## Problem to work on
Among the entries below, which lines include the string "LineSink"? Show each one.

## Material provided

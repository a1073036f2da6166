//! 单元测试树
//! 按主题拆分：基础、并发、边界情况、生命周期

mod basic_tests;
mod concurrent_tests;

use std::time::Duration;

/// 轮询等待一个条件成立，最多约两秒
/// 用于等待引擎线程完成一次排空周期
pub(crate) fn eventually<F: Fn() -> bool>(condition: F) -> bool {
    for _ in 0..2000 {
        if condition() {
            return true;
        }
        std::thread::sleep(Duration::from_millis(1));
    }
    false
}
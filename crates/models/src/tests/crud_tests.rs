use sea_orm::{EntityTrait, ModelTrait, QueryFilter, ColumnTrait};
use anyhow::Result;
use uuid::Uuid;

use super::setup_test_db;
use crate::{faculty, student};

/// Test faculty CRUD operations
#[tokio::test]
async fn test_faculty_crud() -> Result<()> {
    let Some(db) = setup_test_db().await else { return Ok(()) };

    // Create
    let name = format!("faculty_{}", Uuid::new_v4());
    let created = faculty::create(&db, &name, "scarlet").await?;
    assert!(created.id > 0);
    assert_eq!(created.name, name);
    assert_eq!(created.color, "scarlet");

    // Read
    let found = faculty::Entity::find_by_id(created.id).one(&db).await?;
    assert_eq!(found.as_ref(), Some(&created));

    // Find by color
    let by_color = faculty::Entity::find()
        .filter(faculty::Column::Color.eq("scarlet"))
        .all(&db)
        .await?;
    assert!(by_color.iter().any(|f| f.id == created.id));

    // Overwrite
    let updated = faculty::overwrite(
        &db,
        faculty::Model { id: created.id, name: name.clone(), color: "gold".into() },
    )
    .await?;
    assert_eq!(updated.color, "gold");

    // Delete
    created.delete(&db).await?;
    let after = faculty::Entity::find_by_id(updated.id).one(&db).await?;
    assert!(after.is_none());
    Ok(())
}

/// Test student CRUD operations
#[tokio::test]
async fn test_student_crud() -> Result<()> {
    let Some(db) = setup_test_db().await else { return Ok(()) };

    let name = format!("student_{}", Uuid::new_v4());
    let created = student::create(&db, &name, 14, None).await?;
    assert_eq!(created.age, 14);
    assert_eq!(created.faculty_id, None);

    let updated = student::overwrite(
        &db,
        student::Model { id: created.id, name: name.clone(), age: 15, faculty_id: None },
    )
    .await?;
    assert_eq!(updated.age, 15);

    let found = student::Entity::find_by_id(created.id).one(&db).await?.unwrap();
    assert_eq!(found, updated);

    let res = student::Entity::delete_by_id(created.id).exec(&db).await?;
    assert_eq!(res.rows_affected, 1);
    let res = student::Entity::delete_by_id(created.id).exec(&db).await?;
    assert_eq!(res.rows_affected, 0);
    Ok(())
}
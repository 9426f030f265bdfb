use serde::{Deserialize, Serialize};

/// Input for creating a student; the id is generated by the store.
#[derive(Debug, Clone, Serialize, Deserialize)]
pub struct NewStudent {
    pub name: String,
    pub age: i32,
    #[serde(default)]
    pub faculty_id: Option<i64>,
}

* * *

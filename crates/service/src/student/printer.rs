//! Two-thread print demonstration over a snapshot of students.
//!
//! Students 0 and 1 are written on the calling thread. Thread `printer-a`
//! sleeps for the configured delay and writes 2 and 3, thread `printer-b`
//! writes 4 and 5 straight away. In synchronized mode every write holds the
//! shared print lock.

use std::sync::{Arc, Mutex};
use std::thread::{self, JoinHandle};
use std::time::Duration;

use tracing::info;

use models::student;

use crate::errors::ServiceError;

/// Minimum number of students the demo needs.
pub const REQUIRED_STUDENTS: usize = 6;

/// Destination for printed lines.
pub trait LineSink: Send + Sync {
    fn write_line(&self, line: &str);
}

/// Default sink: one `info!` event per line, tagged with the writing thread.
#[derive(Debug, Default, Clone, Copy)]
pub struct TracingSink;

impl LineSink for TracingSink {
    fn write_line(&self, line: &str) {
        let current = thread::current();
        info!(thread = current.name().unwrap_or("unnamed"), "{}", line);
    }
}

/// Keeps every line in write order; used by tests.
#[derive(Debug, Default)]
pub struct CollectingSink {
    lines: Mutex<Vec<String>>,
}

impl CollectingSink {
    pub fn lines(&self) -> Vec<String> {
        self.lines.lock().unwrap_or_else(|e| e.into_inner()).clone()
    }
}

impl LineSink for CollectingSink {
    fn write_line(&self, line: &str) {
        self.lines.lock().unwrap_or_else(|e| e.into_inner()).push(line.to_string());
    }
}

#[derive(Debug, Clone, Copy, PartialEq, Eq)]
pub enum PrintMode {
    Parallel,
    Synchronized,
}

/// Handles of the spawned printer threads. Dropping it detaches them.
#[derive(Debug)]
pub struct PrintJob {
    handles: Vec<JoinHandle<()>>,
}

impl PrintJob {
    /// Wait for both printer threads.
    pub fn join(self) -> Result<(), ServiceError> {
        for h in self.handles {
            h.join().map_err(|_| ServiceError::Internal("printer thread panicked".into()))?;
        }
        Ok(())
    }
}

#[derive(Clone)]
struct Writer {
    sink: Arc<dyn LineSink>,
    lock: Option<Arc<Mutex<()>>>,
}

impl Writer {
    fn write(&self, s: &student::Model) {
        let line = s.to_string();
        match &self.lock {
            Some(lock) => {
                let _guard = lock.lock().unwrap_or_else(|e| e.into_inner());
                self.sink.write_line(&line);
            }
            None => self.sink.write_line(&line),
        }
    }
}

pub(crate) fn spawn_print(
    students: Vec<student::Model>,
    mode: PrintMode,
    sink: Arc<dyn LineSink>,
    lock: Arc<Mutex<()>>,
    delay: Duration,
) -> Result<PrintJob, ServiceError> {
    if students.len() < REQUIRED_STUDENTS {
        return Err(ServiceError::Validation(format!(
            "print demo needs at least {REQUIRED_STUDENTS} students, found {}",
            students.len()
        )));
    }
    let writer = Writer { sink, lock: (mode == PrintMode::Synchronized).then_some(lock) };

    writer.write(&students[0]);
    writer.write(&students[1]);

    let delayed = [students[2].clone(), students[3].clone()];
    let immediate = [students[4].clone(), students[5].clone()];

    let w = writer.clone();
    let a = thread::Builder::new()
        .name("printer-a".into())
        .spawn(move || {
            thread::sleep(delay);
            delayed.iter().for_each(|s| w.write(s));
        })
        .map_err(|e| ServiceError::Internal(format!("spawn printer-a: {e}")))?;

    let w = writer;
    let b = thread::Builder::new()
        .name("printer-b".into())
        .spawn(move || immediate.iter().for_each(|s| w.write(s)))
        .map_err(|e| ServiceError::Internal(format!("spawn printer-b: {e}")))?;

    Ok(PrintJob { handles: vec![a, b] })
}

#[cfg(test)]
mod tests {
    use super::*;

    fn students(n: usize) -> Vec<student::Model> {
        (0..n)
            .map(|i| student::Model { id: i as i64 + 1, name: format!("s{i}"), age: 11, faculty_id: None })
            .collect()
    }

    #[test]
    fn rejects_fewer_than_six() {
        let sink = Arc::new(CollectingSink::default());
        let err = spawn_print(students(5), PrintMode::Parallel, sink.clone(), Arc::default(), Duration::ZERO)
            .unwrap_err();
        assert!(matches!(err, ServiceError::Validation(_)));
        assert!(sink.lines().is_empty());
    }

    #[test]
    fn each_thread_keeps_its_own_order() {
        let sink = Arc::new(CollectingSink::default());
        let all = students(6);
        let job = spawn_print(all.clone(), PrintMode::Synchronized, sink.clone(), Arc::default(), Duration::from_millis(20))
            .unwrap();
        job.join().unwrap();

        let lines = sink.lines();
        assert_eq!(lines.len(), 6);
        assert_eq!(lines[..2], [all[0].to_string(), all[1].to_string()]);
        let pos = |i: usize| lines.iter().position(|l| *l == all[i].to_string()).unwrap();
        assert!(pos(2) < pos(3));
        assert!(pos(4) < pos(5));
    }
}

## Problem solution
pub trait LineSink: Send + Sync {
impl LineSink for TracingSink {
impl LineSink for CollectingSink {
    sink: Arc<dyn LineSink>,
    sink: Arc<dyn LineSink>,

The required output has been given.